PROBLEM DETAILS
Filter the entries, keeping every line with the word "SnapshotStorage".

Content starts

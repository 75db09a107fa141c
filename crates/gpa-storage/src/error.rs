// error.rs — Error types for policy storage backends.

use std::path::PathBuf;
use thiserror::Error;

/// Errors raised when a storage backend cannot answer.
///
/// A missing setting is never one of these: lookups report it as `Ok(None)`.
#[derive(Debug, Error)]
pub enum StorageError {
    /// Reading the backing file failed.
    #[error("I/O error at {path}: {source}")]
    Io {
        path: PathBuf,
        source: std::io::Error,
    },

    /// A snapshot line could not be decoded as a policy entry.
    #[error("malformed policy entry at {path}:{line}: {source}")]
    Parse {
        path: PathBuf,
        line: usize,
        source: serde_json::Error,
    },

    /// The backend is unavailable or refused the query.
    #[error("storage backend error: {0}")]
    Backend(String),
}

Content ends
Content starts

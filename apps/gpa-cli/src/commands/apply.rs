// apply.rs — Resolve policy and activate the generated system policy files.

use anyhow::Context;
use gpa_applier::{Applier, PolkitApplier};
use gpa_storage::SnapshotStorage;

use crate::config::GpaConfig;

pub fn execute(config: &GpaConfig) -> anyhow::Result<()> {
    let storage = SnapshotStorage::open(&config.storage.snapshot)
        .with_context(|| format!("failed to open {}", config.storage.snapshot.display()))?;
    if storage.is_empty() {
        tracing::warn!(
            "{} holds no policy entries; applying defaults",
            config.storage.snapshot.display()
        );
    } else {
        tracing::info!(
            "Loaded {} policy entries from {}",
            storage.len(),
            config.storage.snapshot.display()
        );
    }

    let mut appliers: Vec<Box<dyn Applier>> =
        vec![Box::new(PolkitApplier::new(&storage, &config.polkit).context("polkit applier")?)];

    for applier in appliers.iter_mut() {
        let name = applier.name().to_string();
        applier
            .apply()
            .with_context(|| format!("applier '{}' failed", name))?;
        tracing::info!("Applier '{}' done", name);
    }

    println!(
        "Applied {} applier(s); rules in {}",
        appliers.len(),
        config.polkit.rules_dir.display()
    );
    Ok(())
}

Content ends

SOLUTION TO THIS PROBLEM
use gpa_storage::SnapshotStorage;
    let storage = SnapshotStorage::open(&config.storage.snapshot)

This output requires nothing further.